## Assignment
The records below need to be printed in full. Keep each one exact.

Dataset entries
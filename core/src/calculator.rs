//! # Subnet Calculator Service
//!
//! The entry point for callers that hold raw user input. It parses CIDR text according to
//! the configured strictness and delegates to the splitter and the planner.

use subnetr_common::error::SubnetResult;
use subnetr_common::network::block::AddressBlock;
use subnetr_common::network::cidr;
use subnetr_common::network::demand::Demand;
use tracing::debug;

use crate::report::{BlockInfo, PlanReport, SplitReport};

#[derive(Debug, Clone, Copy, Default)]
pub struct SubnetCalculator {
    strict: bool,
}

impl SubnetCalculator {
    /// With `strict`, CIDR input with host bits set is rejected instead of normalized.
    pub fn new(strict: bool) -> Self {
        Self { strict }
    }

    pub fn parse(&self, cidr: &str) -> SubnetResult<AddressBlock> {
        Ok(cidr::parse(cidr, self.strict)?)
    }

    /// Describes a single block.
    pub fn info(&self, cidr: &str) -> SubnetResult<BlockInfo> {
        let block = self.parse(cidr)?;
        Ok(BlockInfo::from(&block))
    }

    /// Splits `child` out of `parent`.
    pub fn split(&self, parent: &str, child: &str) -> SubnetResult<SplitReport> {
        let parent = self.parse(parent)?;
        let child = self.parse(child)?;
        debug!(%parent, %child, "splitting");
        SplitReport::new(&parent, &child)
    }

    /// Plans one subnet per demand inside `parent`.
    pub fn plan(&self, parent: &str, demands: Vec<Demand>) -> SubnetResult<PlanReport> {
        let parent = self.parse(parent)?;
        debug!(%parent, demands = demands.len(), "planning");
        PlanReport::new(&parent, demands)
    }
}

// ╔════════════════════════════════════════════╗
// ║ ████████╗███████╗███████╗████████╗███████╗ ║
// ║ ╚══██╔══╝██╔════╝██╔════╝╚══██╔══╝██╔════╝ ║
// ║    ██║   █████╗  ███████╗   ██║   ███████╗ ║
// ║    ██║   ██╔══╝  ╚════██║   ██║   ╚════██║ ║
// ║    ██║   ███████╗███████║   ██║   ███████║ ║
// ║    ╚═╝   ╚══════╝╚══════╝   ╚═╝   ╚══════╝ ║
// ╚════════════════════════════════════════════╝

## Exercise output
filename core/src/calculator.rs
//! # Subnet Calculator Service
//!
//! The entry point for callers that hold raw user input. It parses CIDR text according to
//! the configured strictness and delegates to the splitter and the planner.

use subnetr_common::error::SubnetResult;
use subnetr_common::network::block::AddressBlock;
use subnetr_common::network::cidr;
use subnetr_common::network::demand::Demand;
use tracing::debug;

use crate::report::{BlockInfo, PlanReport, SplitReport};

#[derive(Debug, Clone, Copy, Default)]
pub struct SubnetCalculator {
    strict: bool,
}

impl SubnetCalculator {
    /// With `strict`, CIDR input with host bits set is rejected instead of normalized.
    pub fn new(strict: bool) -> Self {
        Self { strict }
    }

    pub fn parse(&self, cidr: &str) -> SubnetResult<AddressBlock> {
        Ok(cidr::parse(cidr, self.strict)?)
    }

    /// Describes a single block.
    pub fn info(&self, cidr: &str) -> SubnetResult<BlockInfo> {
        let block = self.parse(cidr)?;
        Ok(BlockInfo::from(&block))
    }

    /// Splits `child` out of `parent`.
    pub fn split(&self, parent: &str, child: &str) -> SubnetResult<SplitReport> {
        let parent = self.parse(parent)?;
        let child = self.parse(child)?;
        debug!(%parent, %child, "splitting");
        SplitReport::new(&parent, &child)
    }

    /// Plans one subnet per demand inside `parent`.
    pub fn plan(&self, parent: &str, demands: Vec<Demand>) -> SubnetResult<PlanReport> {
        let parent = self.parse(parent)?;
        debug!(%parent, demands = demands.len(), "planning");
        PlanReport::new(&parent, demands)
    }
}

// ╔════════════════════════════════════════════╗
// ║ ████████╗███████╗███████╗████████╗███████╗ ║
// ║ ╚══██╔══╝██╔════╝██╔════╝╚══██╔══╝██╔════╝ ║
// ║    ██║   █████╗  ███████╗   ██║   ███████╗ ║
// ║    ██║   ██╔══╝  ╚════██║   ██║   ╚════██║ ║
// ║    ██║   ███████╗███████║   ██║   ███████║ ║
// ║    ╚═╝   ╚══════╝╚══════╝   ╚═╝   ╚══════╝ ║
// ╚════════════════════════════════════════════╝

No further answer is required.